DATA SUPPLIED =
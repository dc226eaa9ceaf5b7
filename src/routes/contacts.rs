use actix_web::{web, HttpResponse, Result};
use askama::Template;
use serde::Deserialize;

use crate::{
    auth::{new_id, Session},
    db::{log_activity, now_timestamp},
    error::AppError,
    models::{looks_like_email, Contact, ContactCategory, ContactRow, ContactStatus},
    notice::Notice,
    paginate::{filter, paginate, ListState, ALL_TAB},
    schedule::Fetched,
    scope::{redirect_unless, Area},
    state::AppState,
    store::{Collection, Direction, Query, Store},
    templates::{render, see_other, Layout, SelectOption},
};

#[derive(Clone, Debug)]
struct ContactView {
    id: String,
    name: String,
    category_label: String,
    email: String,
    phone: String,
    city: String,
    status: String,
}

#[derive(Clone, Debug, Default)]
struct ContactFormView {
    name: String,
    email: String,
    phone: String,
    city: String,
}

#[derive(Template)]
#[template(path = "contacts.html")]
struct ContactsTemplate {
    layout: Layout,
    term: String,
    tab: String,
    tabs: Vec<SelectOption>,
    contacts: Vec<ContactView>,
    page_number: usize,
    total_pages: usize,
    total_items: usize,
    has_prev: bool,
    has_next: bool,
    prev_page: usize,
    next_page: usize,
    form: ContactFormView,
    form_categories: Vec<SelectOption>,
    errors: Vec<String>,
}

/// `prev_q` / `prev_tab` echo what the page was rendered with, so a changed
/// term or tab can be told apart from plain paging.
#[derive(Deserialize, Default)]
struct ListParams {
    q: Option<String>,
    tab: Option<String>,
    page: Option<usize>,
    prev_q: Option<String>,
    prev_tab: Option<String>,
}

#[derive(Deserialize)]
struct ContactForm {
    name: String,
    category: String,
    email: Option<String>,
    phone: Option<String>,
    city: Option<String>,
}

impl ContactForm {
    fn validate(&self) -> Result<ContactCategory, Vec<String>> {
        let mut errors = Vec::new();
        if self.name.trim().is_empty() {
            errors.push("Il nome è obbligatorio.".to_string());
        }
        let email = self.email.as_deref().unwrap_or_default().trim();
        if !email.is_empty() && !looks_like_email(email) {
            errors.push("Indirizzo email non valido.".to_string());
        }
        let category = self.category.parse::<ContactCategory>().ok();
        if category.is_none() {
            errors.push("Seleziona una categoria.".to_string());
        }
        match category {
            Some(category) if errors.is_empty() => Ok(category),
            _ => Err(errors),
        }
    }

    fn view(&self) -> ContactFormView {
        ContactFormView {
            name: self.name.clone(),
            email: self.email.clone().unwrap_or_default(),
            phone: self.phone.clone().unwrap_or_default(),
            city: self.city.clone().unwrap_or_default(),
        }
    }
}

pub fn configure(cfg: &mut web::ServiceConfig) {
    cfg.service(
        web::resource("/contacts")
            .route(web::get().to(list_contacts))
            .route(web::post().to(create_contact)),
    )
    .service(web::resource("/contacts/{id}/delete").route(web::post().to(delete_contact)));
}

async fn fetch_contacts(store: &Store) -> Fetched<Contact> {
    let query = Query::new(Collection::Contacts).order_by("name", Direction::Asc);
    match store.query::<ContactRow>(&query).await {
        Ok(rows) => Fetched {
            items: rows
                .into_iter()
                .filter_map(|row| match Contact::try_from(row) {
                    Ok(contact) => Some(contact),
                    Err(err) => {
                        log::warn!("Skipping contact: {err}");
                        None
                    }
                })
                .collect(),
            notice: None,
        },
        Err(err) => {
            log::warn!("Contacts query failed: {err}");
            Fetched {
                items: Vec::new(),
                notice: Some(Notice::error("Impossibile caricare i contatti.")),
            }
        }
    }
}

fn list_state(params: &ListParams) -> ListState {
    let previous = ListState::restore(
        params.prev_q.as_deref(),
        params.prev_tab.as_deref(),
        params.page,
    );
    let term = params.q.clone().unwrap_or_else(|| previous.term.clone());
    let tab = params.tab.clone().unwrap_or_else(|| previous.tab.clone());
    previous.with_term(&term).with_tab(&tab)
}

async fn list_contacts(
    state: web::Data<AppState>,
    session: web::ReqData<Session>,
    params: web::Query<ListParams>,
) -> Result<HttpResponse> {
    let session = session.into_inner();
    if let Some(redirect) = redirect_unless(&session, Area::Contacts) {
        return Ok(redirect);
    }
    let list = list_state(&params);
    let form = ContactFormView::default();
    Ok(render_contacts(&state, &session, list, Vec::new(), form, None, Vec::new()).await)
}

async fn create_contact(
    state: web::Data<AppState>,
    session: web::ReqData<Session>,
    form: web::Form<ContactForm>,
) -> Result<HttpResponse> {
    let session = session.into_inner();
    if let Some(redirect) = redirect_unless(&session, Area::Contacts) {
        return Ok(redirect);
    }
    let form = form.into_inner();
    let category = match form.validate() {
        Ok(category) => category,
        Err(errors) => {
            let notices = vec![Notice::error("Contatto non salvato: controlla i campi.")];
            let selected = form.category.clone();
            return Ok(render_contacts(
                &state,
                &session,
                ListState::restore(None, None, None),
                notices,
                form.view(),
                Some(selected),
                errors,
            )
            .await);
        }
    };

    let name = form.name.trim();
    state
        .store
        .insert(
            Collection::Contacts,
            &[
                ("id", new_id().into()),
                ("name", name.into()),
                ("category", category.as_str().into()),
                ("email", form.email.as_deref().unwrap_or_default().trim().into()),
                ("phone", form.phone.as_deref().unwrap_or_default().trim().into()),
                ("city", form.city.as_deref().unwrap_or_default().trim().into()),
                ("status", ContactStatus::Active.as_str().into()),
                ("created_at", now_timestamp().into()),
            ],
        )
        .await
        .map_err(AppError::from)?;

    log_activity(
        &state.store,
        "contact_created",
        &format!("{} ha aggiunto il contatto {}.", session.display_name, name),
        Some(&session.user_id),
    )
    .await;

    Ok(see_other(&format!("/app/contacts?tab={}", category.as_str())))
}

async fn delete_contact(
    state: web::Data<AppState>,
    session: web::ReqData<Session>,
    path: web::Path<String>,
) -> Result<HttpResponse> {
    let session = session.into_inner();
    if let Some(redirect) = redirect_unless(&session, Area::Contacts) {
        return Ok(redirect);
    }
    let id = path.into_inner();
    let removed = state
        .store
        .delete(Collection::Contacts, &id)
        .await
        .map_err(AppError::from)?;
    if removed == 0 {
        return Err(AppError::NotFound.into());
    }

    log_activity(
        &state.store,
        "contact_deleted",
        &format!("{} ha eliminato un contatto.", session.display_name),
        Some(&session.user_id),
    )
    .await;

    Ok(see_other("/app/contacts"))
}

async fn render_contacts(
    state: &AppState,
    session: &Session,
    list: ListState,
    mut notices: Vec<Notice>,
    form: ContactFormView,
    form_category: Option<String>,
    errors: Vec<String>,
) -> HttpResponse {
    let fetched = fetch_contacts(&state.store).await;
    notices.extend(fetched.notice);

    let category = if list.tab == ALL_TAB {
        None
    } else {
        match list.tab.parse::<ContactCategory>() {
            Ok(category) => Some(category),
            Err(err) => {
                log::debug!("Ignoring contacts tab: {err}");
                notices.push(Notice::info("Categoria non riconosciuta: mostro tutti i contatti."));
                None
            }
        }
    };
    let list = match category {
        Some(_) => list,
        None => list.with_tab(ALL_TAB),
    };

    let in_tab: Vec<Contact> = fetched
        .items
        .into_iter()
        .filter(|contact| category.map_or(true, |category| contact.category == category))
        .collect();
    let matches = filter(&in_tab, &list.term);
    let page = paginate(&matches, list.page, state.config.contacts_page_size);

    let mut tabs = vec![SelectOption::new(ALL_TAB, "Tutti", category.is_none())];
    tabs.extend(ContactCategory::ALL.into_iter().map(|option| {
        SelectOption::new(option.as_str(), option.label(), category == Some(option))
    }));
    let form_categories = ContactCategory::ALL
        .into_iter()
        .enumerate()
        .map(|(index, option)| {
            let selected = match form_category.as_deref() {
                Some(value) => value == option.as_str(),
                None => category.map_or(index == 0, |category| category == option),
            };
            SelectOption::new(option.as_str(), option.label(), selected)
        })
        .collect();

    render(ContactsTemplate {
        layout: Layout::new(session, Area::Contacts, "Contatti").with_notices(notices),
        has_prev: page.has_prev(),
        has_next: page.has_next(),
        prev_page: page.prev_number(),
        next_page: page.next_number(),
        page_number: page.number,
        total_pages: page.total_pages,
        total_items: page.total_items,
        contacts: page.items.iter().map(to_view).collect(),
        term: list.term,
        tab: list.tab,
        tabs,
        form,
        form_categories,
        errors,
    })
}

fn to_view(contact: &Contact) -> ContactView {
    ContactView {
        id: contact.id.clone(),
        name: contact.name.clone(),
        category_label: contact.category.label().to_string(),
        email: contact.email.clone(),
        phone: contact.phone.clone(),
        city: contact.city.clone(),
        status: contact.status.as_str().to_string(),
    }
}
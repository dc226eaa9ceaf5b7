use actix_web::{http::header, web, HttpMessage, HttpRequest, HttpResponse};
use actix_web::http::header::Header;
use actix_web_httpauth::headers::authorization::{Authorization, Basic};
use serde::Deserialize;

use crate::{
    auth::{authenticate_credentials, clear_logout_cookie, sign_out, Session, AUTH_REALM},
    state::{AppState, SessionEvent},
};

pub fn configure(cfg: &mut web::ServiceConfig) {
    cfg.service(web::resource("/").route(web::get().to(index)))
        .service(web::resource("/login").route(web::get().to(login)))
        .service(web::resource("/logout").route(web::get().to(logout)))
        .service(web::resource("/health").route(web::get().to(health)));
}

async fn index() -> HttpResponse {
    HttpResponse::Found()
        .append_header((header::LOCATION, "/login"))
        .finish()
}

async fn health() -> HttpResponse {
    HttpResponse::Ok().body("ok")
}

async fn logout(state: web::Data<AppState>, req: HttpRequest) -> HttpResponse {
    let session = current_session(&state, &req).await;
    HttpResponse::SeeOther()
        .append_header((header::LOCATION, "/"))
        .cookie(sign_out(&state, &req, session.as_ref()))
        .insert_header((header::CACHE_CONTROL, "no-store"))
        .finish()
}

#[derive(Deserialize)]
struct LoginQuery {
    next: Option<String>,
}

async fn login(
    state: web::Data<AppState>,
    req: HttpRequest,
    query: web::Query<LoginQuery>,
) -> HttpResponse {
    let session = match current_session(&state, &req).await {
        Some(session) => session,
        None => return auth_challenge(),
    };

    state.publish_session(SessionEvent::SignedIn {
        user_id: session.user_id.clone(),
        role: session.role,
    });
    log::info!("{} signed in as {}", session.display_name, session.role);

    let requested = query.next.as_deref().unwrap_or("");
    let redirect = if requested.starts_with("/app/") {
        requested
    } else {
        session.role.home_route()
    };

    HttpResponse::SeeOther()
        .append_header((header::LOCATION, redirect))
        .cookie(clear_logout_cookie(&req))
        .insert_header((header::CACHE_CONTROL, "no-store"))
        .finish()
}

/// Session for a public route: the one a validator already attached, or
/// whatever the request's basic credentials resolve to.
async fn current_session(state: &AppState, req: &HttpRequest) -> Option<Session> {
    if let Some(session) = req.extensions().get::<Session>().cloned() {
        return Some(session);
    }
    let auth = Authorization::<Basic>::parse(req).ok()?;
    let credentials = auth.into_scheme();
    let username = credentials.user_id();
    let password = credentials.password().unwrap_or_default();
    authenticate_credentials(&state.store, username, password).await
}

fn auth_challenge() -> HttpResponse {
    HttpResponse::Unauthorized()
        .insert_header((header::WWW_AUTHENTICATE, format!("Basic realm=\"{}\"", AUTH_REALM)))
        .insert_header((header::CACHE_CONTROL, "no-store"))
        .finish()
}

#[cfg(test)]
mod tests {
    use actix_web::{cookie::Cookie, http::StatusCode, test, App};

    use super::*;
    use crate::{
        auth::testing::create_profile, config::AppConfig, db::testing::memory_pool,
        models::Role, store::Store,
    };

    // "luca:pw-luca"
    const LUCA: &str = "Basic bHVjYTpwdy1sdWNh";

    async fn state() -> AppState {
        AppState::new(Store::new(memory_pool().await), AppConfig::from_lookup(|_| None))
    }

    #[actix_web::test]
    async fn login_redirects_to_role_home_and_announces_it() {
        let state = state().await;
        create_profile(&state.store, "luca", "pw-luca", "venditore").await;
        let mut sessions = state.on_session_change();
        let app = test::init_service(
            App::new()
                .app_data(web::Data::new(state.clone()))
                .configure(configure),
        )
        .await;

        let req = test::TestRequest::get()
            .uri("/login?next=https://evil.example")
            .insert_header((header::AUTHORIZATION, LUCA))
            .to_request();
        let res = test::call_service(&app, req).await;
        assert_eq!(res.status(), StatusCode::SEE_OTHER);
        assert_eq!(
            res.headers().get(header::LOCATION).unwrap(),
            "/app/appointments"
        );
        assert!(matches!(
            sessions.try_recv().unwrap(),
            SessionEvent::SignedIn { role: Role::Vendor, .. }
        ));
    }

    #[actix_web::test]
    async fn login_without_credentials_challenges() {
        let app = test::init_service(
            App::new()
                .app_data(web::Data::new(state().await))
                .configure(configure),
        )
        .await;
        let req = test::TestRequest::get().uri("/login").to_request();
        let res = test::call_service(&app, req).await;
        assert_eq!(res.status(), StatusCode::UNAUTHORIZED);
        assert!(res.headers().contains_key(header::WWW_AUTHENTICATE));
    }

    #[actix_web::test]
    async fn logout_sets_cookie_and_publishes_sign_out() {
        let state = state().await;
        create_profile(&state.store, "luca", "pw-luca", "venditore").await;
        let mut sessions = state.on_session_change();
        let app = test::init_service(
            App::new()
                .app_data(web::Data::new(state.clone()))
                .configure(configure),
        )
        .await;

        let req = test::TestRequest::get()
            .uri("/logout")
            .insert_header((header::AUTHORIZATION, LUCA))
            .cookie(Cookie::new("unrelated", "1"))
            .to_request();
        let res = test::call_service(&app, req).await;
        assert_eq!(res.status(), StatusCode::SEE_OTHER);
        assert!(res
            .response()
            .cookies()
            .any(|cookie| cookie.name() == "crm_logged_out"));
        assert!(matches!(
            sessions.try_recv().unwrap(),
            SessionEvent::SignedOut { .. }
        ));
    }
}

TASK DESCRIPTION = Look above for the line holding "async fn logout(state: web::Data<AppState>, req: HttpRequest)", then set down exactly that line and every line after it up to and including the line holding "let username = credentials.user_id();", with nothing else.

SOLUTION TO THIS PROBLEM =
async fn logout(state: web::Data<AppState>, req: HttpRequest) -> HttpResponse {
    let session = current_session(&state, &req).await;
    HttpResponse::SeeOther()
        .append_header((header::LOCATION, "/"))
        .cookie(sign_out(&state, &req, session.as_ref()))
        .insert_header((header::CACHE_CONTROL, "no-store"))
        .finish()
}

#[derive(Deserialize)]
struct LoginQuery {
    next: Option<String>,
}

async fn login(
    state: web::Data<AppState>,
    req: HttpRequest,
    query: web::Query<LoginQuery>,
) -> HttpResponse {
    let session = match current_session(&state, &req).await {
        Some(session) => session,
        None => return auth_challenge(),
    };

    state.publish_session(SessionEvent::SignedIn {
        user_id: session.user_id.clone(),
        role: session.role,
    });
    log::info!("{} signed in as {}", session.display_name, session.role);

    let requested = query.next.as_deref().unwrap_or("");
    let redirect = if requested.starts_with("/app/") {
        requested
    } else {
        session.role.home_route()
    };

    HttpResponse::SeeOther()
        .append_header((header::LOCATION, redirect))
        .cookie(clear_logout_cookie(&req))
        .insert_header((header::CACHE_CONTROL, "no-store"))
        .finish()
}

/// Session for a public route: the one a validator already attached, or
/// whatever the request's basic credentials resolve to.
async fn current_session(state: &AppState, req: &HttpRequest) -> Option<Session> {
    if let Some(session) = req.extensions().get::<Session>().cloned() {
        return Some(session);
    }
    let auth = Authorization::<Basic>::parse(req).ok()?;
    let credentials = auth.into_scheme();
    let username = credentials.user_id();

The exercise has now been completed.